• **DESCRIPTION OF THE TASK**: Your task is to find every line of the listing that includes "OsMutexGuard" and copy it.

• **INFORMATION PROVIDED**:
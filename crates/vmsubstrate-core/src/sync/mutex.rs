use std::cell::UnsafeCell;
use std::marker::PhantomData;

use crate::error::fatal_abort;

/// A native `pthread_mutex_t` at a stable heap address.
pub struct OsMutex {
    inner: Box<UnsafeCell<libc::pthread_mutex_t>>,
}

// SAFETY: pthread mutexes are designed to be shared between threads; the
// object never moves because it is boxed.
unsafe impl Send for OsMutex {}
// SAFETY: see above; all access goes through the pthread API.
unsafe impl Sync for OsMutex {}

impl OsMutex {
    /// Initialize a default (non-recursive) mutex. Failure is fatal.
    #[must_use]
    pub fn new() -> Self {
        let inner = Box::new(UnsafeCell::new(libc::PTHREAD_MUTEX_INITIALIZER));
        // SAFETY: `inner` is a valid, exclusively owned, pinned mutex object.
        let rc = unsafe { libc::pthread_mutex_init(inner.get(), std::ptr::null()) };
        if rc != 0 {
            fatal_abort("sync", "mutex_initialize_failed", rc);
        }
        Self { inner }
    }

    /// Block until the mutex is held by the calling thread.
    pub fn lock(&self) -> OsMutexGuard<'_> {
        // SAFETY: the mutex was initialized in `new` and is not destroyed
        // while `self` is alive.
        let rc = unsafe { libc::pthread_mutex_lock(self.raw()) };
        if rc != 0 {
            fatal_abort("sync", "mutex_enter_failed", rc);
        }
        OsMutexGuard {
            mutex: self,
            _not_send: PhantomData,
        }
    }

    /// Acquire the mutex without blocking.
    pub fn try_lock(&self) -> Option<OsMutexGuard<'_>> {
        // SAFETY: as in `lock`.
        let rc = unsafe { libc::pthread_mutex_trylock(self.raw()) };
        (rc == 0).then_some(OsMutexGuard {
            mutex: self,
            _not_send: PhantomData,
        })
    }

    pub(crate) fn raw(&self) -> *mut libc::pthread_mutex_t {
        self.inner.get()
    }
}

impl Default for OsMutex {
    fn default() -> Self {
        Self::new()
    }
}

impl Drop for OsMutex {
    fn drop(&mut self) {
        // SAFETY: `&mut self` proves no guard is outstanding.
        let rc = unsafe { libc::pthread_mutex_destroy(self.raw()) };
        if rc != 0 {
            crate::structured_log::report(
                crate::structured_log::LogLevel::Error,
                "sync",
                "mutex_destroy_failed",
                Some(rc),
                None,
            );
        }
    }
}

impl std::fmt::Debug for OsMutex {
    fn fmt(&self, f: &mut std::fmt::Formatter<'_>) -> std::fmt::Result {
        f.debug_struct("OsMutex").field("at", &self.raw()).finish()
    }
}

/// Proof that the calling thread holds an [`OsMutex`]. Unlocks on drop.
///
/// Not `Send`: pthread mutexes must be released by the thread that locked them.
pub struct OsMutexGuard<'a> {
    mutex: &'a OsMutex,
    _not_send: PhantomData<*const ()>,
}

impl OsMutexGuard<'_> {
    pub(crate) fn raw(&self) -> *mut libc::pthread_mutex_t {
        self.mutex.raw()
    }
}

impl Drop for OsMutexGuard<'_> {
    fn drop(&mut self) {
        // SAFETY: the guard exists only while this thread holds the mutex.
        unsafe {
            libc::pthread_mutex_unlock(self.mutex.raw());
        }
    }
}

#[cfg(test)]
mod tests {
    use super::*;
    use std::sync::Arc;
    use std::sync::atomic::{AtomicUsize, Ordering};

    #[test]
    fn try_lock_fails_while_held() {
        let mutex = OsMutex::new();
        let guard = mutex.lock();
        let contender = std::thread::scope(|s| s.spawn(|| mutex.try_lock().is_some()).join().unwrap());
        assert!(!contender);
        drop(guard);
        assert!(mutex.try_lock().is_some());
    }

    #[test]
    fn serializes_increments() {
        let mutex = Arc::new(OsMutex::new());
        let counter = Arc::new(AtomicUsize::new(0));
        let handles: Vec<_> = (0..4)
            .map(|_| {
                let mutex = Arc::clone(&mutex);
                let counter = Arc::clone(&counter);
                std::thread::spawn(move || {
                    for _ in 0..1000 {
                        let _g = mutex.lock();
                        let v = counter.load(Ordering::Relaxed);
                        counter.store(v + 1, Ordering::Relaxed);
                    }
                })
            })
            .collect();
        for h in handles {
            h.join().unwrap();
        }
        assert_eq!(counter.load(Ordering::Relaxed), 4000);
    }
}
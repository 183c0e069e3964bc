use serde_json::json;

use super::process::ProcessMemory;
use super::view::{Loaded, TeleScratch, ThreadLocalsView};
use crate::config::{TraceChannel, config};
use crate::structured_log::{LogLevel, report, trace};
use crate::thread::ThreadLocalsLayout;

/// Locate the thread locals area whose stack contains `sp`.
///
/// Walks the list starting at `registry_head` along `FORWARD_LINK` words, copying
/// each area and then its native info, and falls back to `primordial` when no
/// listed thread matches. Either address may be 0. No lock is taken: an area
/// that cannot be read ends the walk, and the walk visits at most the configured
/// number of areas.
pub fn find_thread_locals<'s>(
    process: &dyn ProcessMemory,
    layout: &'s ThreadLocalsLayout,
    registry_head: usize,
    primordial: usize,
    sp: usize,
    scratch: &'s mut TeleScratch,
) -> Option<ThreadLocalsView<'s>> {
    let max_hops = config().tele_max_hops;
    let mut tla = registry_head;
    let mut hops = 0usize;
    let mut found = None;

    while tla != 0 {
        if hops == max_hops {
            report(
                LogLevel::Warn,
                "tele",
                "tele_walk_bounded",
                None,
                Some(json!({ "head": registry_head, "hops": hops, "next": tla })),
            );
            break;
        }
        hops += 1;
        if scratch.load(process, layout, tla) == Loaded::Unreadable {
            trace(TraceChannel::Tele, "tele.find.unreadable", || {
                json!({ "tla": tla, "hops": hops })
            });
            break;
        }
        trace(TraceChannel::Tele, "tele.find.visit", || json!({ "tla": tla, "sp": sp }));
        if scratch.stack_contains(layout, sp) {
            found = Some(tla);
            break;
        }
        tla = scratch.forward_link(layout);
    }

    if found.is_none()
        && primordial != 0
        && scratch.load(process, layout, primordial) == Loaded::Area
        && scratch.stack_contains(layout, sp)
    {
        found = Some(primordial);
    }

    trace(TraceChannel::Tele, "tele.find.done", || {
        json!({ "sp": sp, "found": found, "hops": hops })
    });
    let scratch: &'s TeleScratch = scratch;
    found.map(|address| scratch.view(layout, address))
}
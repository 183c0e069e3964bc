//! Virtual-memory helpers consumed from the host.

use std::sync::atomic::{AtomicUsize, Ordering};

const FALLBACK_PAGE_SIZE: usize = 4096;

static PAGE_SIZE: AtomicUsize = AtomicUsize::new(0);

/// Host page size in bytes, queried once.
#[must_use]
pub fn page_size() -> usize {
    let cached = PAGE_SIZE.load(Ordering::Relaxed);
    if cached != 0 {
        return cached;
    }
    // SAFETY: sysconf has no preconditions.
    let raw = unsafe { libc::sysconf(libc::_SC_PAGESIZE) };
    let size = if raw > 0 && (raw as usize).is_power_of_two() {
        raw as usize
    } else {
        FALLBACK_PAGE_SIZE
    };
    PAGE_SIZE.store(size, Ordering::Relaxed);
    size
}

fn page_offset(address: usize) -> usize {
    address & (page_size() - 1)
}

#[must_use]
pub fn is_page_aligned(value: usize) -> bool {
    page_offset(value) == 0
}

#[cfg(test)]
mod tests {
    use super::*;

    #[test]
    fn page_size_is_a_power_of_two() {
        let page = page_size();
        assert!(page.is_power_of_two());
        assert!(page >= 4096);
        assert_eq!(page, page_size());
    }

    #[test]
    fn alignment_helpers_agree() {
        let page = page_size();
        assert!(is_page_aligned(0));
        assert!(is_page_aligned(page * 3));
        assert!(!is_page_aligned(page + 1));
        assert_eq!(page_offset(page * 2 + 17), 17);
    }
}
//! Thread lifecycle: create/run, attach/detach, join and the small OS services
//! the runtime needs from its threads.

use std::cell::Cell;
use std::collections::BTreeSet;
use std::ffi::{CStr, CString, c_void};
use std::sync::Arc;
use std::sync::atomic::{AtomicU64, Ordering};

use parking_lot::Mutex;
use serde_json::json;

use super::block::ThreadLocalsBlock;
use super::layout::{NativeThreadLocals, ThreadLocalsLayout};
use super::os::{HostThreads, NativeThread, SleepOutcome, StackInfo, ThreadBackend};
use super::registry::{BlockId, ThreadRegistry};
use crate::config::TraceChannel;
use crate::error::{SubstrateError, SubstrateResult, fatal_exit};
use crate::image::{BootImage, JNI_EDETACHED, JNI_OK};
use crate::structured_log::{LogLevel, report, trace};
use crate::vm;

/// Exit status used when a thread cannot determine its own stack.
const STACK_INFO_EXIT_CODE: i32 = 11;

/// Address of a thread's VM environment slot (`JNI_ENV` in its TLA).
#[derive(Debug, Clone, Copy, PartialEq, Eq, Hash)]
pub struct VmEnv(pub usize);

impl VmEnv {
    #[must_use]
    pub const fn address(self) -> usize {
        self.0
    }
}

/// Arguments an attaching thread passes through to the runtime.
#[derive(Debug, Clone, Default)]
pub struct AttachArgs {
    pub name: Option<CString>,
    /// Runtime handle of the thread group, or 0.
    pub group: usize,
}

impl AttachArgs {
    #[must_use]
    pub fn new(name: Option<&CStr>, group: usize) -> Self {
        Self {
            name: name.map(CStr::to_owned),
            group,
        }
    }

    fn name_address(&self) -> usize {
        self.name.as_ref().map_or(0, |n| n.as_ptr() as usize)
    }
}

/// Temporary id for a thread attaching from outside the runtime.
///
/// Derived from the truncated native handle and never positive, so it cannot
/// collide with an id from the runtime's thread map.
#[must_use]
pub fn temporary_id(handle: NativeThread) -> i32 {
    let truncated = handle.0 as i32;
    match truncated {
        0 => -1,
        h if h < 0 => h,
        h => -h,
    }
}

#[derive(Clone, Copy)]
struct CurrentBlock {
    substrate: u64,
    block: BlockId,
    tla: usize,
    env: VmEnv,
}

thread_local! {
    static CURRENT: Cell<Option<CurrentBlock>> = const { Cell::new(None) };
}

static NEXT_SUBSTRATE_ID: AtomicU64 = AtomicU64::new(1);
/// Ids of substrates that have not been dropped yet.
static LIVE_SUBSTRATES: Mutex<BTreeSet<u64>> = Mutex::new(BTreeSet::new());

struct RunStart {
    substrate: Arc<Substrate>,
    id: i32,
}

extern "C" fn thread_run(arg: *mut c_void) -> *mut c_void {
    // SAFETY: `arg` is the `RunStart` leaked by `Substrate::create`, whose
    // ownership passes to this thread exactly once.
    let start = unsafe { Box::from_raw(arg.cast::<RunStart>()) };
    start.substrate.run_thread(start.id);
    std::ptr::null_mut()
}

/// Process-wide thread substrate: boot image, registry and OS backend.
///
/// A thread is attached to at most one substrate at a time.
pub struct Substrate {
    id: u64,
    image: Arc<BootImage>,
    layout: ThreadLocalsLayout,
    registry: ThreadRegistry,
    backend: Box<dyn ThreadBackend>,
    page_size: usize,
    primordial: Mutex<Option<Box<NativeThreadLocals>>>,
}

impl std::fmt::Debug for Substrate {
    fn fmt(&self, f: &mut std::fmt::Formatter<'_>) -> std::fmt::Result {
        f.debug_struct("Substrate")
            .field("image", &self.image)
            .field("page_size", &self.page_size)
            .finish_non_exhaustive()
    }
}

• **EXERCISE RESPONSE**:
    pub fn lock(&self) -> OsMutexGuard<'_> {
        OsMutexGuard {
    pub fn try_lock(&self) -> Option<OsMutexGuard<'_>> {
        (rc == 0).then_some(OsMutexGuard {
pub struct OsMutexGuard<'a> {
impl OsMutexGuard<'_> {
impl Drop for OsMutexGuard<'_> {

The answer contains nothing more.